> Brief
Which lines of the entries hold the string "third"? Copy each one.
--- Supplied material Enclosed Below ---
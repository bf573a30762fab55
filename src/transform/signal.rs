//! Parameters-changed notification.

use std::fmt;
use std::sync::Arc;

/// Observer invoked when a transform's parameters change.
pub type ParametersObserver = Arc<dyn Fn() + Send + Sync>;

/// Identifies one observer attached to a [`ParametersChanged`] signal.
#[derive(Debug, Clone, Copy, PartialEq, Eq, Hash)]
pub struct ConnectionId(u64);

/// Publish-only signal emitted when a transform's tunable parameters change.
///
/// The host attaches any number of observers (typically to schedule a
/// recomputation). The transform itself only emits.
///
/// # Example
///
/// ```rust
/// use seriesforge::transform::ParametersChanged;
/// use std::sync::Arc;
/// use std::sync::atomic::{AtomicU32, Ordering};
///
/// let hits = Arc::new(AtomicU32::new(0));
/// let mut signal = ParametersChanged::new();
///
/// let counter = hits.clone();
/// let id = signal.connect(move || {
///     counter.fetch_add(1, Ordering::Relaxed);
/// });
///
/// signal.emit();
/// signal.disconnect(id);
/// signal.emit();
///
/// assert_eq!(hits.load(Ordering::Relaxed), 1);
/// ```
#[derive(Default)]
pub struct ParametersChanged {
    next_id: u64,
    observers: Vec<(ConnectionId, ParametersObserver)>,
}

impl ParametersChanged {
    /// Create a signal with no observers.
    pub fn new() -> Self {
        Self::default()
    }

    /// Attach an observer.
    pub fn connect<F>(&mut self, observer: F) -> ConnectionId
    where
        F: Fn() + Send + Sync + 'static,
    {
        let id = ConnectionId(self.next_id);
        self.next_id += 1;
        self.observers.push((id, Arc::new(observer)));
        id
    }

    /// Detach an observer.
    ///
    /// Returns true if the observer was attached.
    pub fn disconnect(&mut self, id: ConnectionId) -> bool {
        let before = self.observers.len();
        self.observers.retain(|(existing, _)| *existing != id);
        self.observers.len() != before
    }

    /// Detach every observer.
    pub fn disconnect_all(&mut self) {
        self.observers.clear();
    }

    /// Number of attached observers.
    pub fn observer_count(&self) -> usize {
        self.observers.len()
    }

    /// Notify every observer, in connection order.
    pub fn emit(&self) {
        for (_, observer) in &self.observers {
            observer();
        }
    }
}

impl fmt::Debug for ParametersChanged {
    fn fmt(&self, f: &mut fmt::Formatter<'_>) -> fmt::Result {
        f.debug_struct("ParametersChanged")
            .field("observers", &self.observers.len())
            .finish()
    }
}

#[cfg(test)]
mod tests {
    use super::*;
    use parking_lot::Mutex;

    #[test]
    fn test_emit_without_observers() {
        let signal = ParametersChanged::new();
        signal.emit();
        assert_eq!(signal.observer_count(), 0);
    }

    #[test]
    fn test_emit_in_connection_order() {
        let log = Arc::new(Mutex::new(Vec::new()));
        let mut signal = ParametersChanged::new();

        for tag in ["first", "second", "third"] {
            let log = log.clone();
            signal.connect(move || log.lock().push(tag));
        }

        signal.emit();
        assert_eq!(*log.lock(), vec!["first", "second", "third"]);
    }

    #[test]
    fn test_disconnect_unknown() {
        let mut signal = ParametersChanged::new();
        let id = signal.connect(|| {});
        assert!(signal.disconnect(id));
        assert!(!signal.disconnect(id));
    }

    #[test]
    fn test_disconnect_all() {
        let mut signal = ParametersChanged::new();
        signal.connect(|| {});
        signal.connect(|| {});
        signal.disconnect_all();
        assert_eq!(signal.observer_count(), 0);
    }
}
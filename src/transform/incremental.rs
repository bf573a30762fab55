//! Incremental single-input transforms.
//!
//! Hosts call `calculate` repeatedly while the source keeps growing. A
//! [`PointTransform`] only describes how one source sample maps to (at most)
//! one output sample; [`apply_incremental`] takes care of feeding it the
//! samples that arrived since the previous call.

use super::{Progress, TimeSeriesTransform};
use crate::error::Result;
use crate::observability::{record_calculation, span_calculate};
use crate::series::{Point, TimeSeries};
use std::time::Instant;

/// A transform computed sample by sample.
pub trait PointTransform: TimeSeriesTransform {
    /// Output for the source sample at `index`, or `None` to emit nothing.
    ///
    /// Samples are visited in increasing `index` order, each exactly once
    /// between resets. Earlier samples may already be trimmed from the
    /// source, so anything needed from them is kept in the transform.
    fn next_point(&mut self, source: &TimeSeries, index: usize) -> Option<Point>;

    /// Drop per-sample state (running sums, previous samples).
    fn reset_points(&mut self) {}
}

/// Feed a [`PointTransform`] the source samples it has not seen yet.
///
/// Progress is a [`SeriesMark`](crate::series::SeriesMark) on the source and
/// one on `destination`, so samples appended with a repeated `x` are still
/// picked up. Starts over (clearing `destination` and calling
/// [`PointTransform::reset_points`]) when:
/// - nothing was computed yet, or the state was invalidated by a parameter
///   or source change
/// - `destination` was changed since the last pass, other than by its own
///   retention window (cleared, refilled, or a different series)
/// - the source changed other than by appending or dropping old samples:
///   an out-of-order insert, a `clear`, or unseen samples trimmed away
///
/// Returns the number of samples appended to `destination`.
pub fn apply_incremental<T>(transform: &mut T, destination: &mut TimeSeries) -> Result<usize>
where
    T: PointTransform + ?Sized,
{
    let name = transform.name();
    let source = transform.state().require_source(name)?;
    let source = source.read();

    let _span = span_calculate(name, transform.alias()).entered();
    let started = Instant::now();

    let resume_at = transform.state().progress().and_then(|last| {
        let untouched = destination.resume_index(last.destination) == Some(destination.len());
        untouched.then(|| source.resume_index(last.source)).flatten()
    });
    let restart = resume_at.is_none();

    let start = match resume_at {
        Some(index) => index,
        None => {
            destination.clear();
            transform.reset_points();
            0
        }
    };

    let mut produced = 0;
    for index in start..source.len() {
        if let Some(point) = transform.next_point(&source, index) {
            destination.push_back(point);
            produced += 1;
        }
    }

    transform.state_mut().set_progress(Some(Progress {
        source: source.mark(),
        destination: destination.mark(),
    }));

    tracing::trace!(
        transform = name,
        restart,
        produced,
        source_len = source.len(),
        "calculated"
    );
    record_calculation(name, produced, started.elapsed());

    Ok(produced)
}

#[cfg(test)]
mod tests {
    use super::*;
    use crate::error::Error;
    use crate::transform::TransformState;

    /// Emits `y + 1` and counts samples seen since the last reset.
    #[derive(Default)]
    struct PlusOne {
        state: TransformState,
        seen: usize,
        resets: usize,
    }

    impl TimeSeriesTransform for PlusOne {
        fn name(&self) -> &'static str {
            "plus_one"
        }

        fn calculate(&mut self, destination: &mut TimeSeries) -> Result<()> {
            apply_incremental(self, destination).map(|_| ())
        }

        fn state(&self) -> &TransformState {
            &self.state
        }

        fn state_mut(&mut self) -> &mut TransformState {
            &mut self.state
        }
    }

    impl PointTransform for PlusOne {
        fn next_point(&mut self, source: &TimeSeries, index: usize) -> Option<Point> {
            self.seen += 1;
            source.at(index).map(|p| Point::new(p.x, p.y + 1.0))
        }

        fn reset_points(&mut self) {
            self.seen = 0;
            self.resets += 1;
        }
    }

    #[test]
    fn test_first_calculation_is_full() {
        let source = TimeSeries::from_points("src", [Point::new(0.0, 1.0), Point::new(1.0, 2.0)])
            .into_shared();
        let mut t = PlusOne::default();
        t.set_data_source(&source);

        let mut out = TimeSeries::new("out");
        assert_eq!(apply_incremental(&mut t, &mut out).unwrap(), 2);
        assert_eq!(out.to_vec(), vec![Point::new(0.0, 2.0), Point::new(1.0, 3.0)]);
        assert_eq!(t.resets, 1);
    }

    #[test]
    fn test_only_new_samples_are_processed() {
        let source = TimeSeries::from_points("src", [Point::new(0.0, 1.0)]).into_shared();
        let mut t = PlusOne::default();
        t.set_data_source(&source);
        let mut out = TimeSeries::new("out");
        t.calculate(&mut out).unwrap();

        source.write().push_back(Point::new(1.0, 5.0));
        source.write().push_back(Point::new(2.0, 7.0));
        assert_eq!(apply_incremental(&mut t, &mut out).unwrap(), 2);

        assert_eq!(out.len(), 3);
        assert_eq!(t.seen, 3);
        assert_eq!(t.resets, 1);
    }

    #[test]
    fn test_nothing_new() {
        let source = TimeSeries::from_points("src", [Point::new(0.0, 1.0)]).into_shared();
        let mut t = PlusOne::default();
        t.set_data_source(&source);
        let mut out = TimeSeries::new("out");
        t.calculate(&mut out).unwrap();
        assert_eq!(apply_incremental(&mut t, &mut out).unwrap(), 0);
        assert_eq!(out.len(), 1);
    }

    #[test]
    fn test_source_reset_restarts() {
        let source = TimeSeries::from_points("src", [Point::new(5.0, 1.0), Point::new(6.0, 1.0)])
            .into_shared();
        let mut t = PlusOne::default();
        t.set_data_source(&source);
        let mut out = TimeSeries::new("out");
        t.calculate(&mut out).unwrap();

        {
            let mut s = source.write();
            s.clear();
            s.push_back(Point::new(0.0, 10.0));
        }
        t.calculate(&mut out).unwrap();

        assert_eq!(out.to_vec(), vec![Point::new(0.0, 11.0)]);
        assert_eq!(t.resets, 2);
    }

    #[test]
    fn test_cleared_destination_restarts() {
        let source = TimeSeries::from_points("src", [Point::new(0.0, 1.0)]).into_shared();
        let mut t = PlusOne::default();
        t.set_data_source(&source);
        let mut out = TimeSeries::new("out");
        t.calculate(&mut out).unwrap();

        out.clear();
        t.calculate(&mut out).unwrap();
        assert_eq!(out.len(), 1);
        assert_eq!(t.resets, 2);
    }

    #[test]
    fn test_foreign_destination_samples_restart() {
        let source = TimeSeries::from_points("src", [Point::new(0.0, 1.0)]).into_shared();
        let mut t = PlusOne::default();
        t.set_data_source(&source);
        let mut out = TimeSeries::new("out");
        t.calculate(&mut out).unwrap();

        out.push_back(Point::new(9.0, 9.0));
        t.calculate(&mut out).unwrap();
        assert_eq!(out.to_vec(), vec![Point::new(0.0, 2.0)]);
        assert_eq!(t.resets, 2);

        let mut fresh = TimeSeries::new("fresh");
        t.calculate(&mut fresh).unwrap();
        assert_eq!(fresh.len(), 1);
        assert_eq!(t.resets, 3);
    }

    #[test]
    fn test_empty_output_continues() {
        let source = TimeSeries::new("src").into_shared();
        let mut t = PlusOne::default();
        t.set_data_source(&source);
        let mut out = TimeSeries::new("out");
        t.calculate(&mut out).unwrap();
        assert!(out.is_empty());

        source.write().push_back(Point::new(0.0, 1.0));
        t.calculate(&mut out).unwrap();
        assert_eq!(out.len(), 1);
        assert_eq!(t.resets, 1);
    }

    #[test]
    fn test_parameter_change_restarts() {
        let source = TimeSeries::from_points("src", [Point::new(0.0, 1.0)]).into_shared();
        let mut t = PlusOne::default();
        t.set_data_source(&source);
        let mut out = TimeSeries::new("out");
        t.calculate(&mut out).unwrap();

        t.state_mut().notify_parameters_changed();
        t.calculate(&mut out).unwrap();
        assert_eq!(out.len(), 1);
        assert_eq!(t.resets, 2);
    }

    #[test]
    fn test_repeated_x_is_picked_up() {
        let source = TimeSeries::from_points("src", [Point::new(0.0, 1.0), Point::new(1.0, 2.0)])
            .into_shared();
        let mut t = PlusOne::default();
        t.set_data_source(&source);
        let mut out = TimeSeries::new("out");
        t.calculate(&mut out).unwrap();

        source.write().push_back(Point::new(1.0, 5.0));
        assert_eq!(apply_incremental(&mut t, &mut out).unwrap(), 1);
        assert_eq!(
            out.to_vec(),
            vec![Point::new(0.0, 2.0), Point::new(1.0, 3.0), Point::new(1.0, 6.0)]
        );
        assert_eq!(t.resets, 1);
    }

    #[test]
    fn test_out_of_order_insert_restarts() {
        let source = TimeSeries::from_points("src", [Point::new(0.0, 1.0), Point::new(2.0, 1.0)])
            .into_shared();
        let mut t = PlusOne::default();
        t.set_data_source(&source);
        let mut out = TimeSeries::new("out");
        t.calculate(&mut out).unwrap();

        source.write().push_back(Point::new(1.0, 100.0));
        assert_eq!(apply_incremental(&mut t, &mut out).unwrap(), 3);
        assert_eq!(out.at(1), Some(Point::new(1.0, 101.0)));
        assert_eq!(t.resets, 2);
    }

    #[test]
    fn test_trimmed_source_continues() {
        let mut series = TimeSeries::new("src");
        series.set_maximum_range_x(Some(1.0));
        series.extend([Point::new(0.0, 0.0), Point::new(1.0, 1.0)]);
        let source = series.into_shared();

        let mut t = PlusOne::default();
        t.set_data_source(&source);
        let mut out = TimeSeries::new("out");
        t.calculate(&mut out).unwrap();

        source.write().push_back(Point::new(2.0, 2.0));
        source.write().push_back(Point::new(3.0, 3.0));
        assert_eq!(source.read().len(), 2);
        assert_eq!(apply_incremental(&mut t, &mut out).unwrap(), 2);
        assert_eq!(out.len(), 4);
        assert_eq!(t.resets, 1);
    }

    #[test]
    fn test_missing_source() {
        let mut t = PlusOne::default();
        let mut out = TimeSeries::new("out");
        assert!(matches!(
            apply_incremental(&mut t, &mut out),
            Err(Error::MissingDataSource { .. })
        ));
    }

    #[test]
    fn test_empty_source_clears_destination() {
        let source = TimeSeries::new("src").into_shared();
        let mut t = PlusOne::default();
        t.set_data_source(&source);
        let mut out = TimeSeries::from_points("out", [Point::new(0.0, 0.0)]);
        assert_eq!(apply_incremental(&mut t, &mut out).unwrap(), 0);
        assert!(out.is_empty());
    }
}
--- End of Enclosed Supplied material ---
> Expected answer
        for tag in ["first", "second", "third"] {
        assert_eq!(*log.lock(), vec!["first", "second", "third"]);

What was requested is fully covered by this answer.